Can State, Local Governments Save Hundreds of Millions by Furloughing Workers?

Proposed bipartisan plan would save money by furloughing workers while ensuring they qualify for enhanced federal unemployment benefits
Senate President Steve Sweeney

Two New Jersey lawmakers are proposing a new way for state and local government to save millions of dollars by partially furloughing workers during the coronavirus pandemic.

At the same time, their plan seeks to ease the blow on those furloughed workers by ensuring they can qualify for enhanced federal unemployment benefits even as they miss time at work.

New Jersey appears to be the first state to consider this approach to COVID-19 furloughs.

The proposal detailed in draft legislation provided to NJ Spotlight on Monday is a twist on the state’s existing “job-sharing” law, which is designed to reduce the need for mass layoffs during times of economic downturn by providing employers with incentives to only reduce employee hours.

It also relies on beefed-up unemployment checks that are being funded by the federal government through the end of July under the $2 trillion stimulus bill that was enacted by the Congress late last month in response to the pandemic.

The projected savings

The legislation is sponsored by Sens. Steve Sweeney (D-Gloucester), Nellie Pou (D-Passaic) and Steve Oroho (R-Sussex), and savings estimates range from $150 million for the state to potentially three times that amount combined for local governments, depending on how many would participate.

“The purpose of this bill is to facilitate the providing of the maximum possible benefits for employees and savings for employers in the State from the federal financing of unemployment benefits,” the draft legislation said.

The bill’s pending introduction comes as Gov. Phil Murphy has repeatedly warned that New Jersey’s revenue projections are taking a tumble as COVID-19 infections continue to increase, and as the state continues to adhere to strict social-distancing measures in an effort to prevent further spread of the virus. They include closing many businesses that have been deemed “nonessential” by the governor.

Murphy, a first-term Democrat, has in recent days called for direct financial aid from the federal government to offset projected revenue losses, and he has also submitted to legislative leaders draft legislation that calls for the state to attempt to use emergency bonding powers that are written into the state Constitution to help fortify coffers during times of war or natural disaster.

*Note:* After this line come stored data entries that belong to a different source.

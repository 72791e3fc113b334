//! Clientbound packet construction.
//!
//! The proxy speaks to clients in exactly one situation: rejecting a login
//! before any backend is dialed. Minecraft expects a JSON chat component as
//! the disconnect reason.

use serde_json::json;

use super::frame::{write_string, write_varint};

/// Build a complete packet: length prefix, packet id, payload.
fn build_packet(packet_id: i32, data: &[u8]) -> Vec<u8> {
    let mut body = Vec::with_capacity(data.len() + 5);
    write_varint(&mut body, packet_id);
    body.extend_from_slice(data);

    let mut packet = Vec::with_capacity(body.len() + 5);
    write_varint(&mut packet, body.len() as i32);
    packet.extend_from_slice(&body);
    packet
}

/// Build a login-state Disconnect packet (0x00) with the given reason.
pub fn login_disconnect(reason: &str) -> Vec<u8> {
    let component = json!({ "text": reason });
    let json_str = serde_json::to_string(&component)
        .unwrap_or_else(|_| format!(r#"{{"text":"{reason}"}}"#));

    let mut data = Vec::new();
    write_string(&mut data, &json_str);
    build_packet(0x00, &data)
}

#[cfg(test)]
mod tests {
    use super::*;
    use crate::protocol::frame::decode_varint;

    #[test]
    fn test_login_disconnect_shape() {
        let packet = login_disconnect("You are not allowed on this server.");

        let (frame_len, n) = decode_varint(&packet).unwrap();
        assert_eq!(frame_len as usize, packet.len() - n);

        let payload = &packet[n..];
        let (packet_id, n) = decode_varint(payload).unwrap();
        assert_eq!(packet_id, 0x00);

        let rest = &payload[n..];
        let (str_len, n) = decode_varint(rest).unwrap();
        let json_bytes = &rest[n..n + str_len as usize];
        let parsed: serde_json::Value = serde_json::from_slice(json_bytes).unwrap();
        assert_eq!(parsed["text"], "You are not allowed on this server.");
    }

    #[test]
    fn test_login_disconnect_escapes_reason() {
        let packet = login_disconnect(r#"quote " and \ backslash"#);
        // The packet must still contain valid JSON.
        let (_, n) = decode_varint(&packet).unwrap();
        let payload = &packet[n..];
        let (_, n) = decode_varint(payload).unwrap();
        let rest = &payload[n..];
        let (str_len, n) = decode_varint(rest).unwrap();
        let parsed: serde_json::Value =
            serde_json::from_slice(&rest[n..n + str_len as usize]).unwrap();
        assert_eq!(parsed["text"], r#"quote " and \ backslash"#);
    }
}
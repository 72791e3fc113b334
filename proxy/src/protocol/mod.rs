//! Minimal Minecraft Java Edition wire protocol support.
//!
//! Only what the proxy needs: length-prefixed frames with VarInt fields,
//! the handshake/LoginStart sniffer, and the clientbound disconnect packet.
//! Payload semantics beyond that are never interpreted; sniffed bytes are
//! replayed to the backend verbatim.

pub mod frame;
pub mod handshake;
pub mod packets;

pub use frame::{FrameError, FrameReader, MAX_FRAME_LEN};
pub use handshake::{Handshake, HandshakeError, NextState, Sniffed, SniffResult};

The Murphy administration has yet to publicly detail how much lost revenue it is expecting through the end of the current fiscal “year,” which has been extended on emergency basis by three months to the end of September.

COVID-19 losses, a moving target

In a recent bond disclosure, the administration said only that it would be “some time before the State is able to fully assess how the varying impacts of COVID-19 will impact its revenues and expenditures, both for this fiscal year and for future fiscal years.”

The Murphy administration indicated in the same bond disclosure that it has extended the term of a $1.5 billion short-term borrowing issue to the end of September. The disclosure also suggested the administration is seeking legislative approval for as much as $5 billion in an emergency bonding in response to the pandemic.

While Assembly Speaker Craig Coughlin (D-Middlesex) has indicated a willingness to work with the Murphy administration on its borrowing proposal, Sweeney has yet to go that far. Instead, he’s announced the formation of a new bipartisan working group to study the economic fallout from the coronavirus led by Sens. Paul Sarlo (D-Bergen) and Steve Oroho (R-Sussex).

Sweeney is also co-sponsoring the bipartisan measure with Pou and Oroho that would seek to generate as much as $750 million in savings for state, local and county governments in New Jersey by allowing for the temporary furloughing of some public-sector employees to occur through the end of July. The sponsors’ savings estimates are based on an assumption that one-quarter of the 400,000 workers who are employed by state, local and county governments in New Jersey at various pay grades will end up being furloughed for three days each week over a three-month period.

Thanks to the provisions of the state’s 2011 job-sharing law — which also applies to private-sector employers — temporarily furloughed employees can still qualify for unemployment benefits under plans approved by the state. Under the draft legislation, furloughed public employees would be able to get about the same, or in some cases, better pay even as they miss time at work during the pandemic, thanks to the federal stimulus bill, which is funding enhanced unemployment benefits worth an extra $600 a week for many workers through the end of July.

Furloughed workers would also still qualify for full benefits, and their employers may see a benefit in the form of lower unemployment taxes, under the state law. At the same time, the sponsors are proposing protections for workers to ensure all pension credits and seniority rights continue to accrue as they would under more normal circumstances, according to the draft legislation.

While most of the savings would accrue to local and county governments, the $150 million in estimated savings for the state is roughly equal to the amount of funding for Homestead property-tax relief benefits that were due to go out in May before being pulled back by the Murphy administration as part of a nearly $1 billion spending freeze announced late last month.

Asked for comment on the draft legislation on Monday, Murphy press secretary Alyana Alfaro Post said, “While the governor’s office does not comment on specific or pending legislation, Gov. Murphy remains committed to ensuring that as many New Jerseyans as possible remain gainfully employed as we combat the COVID-19 pandemic.”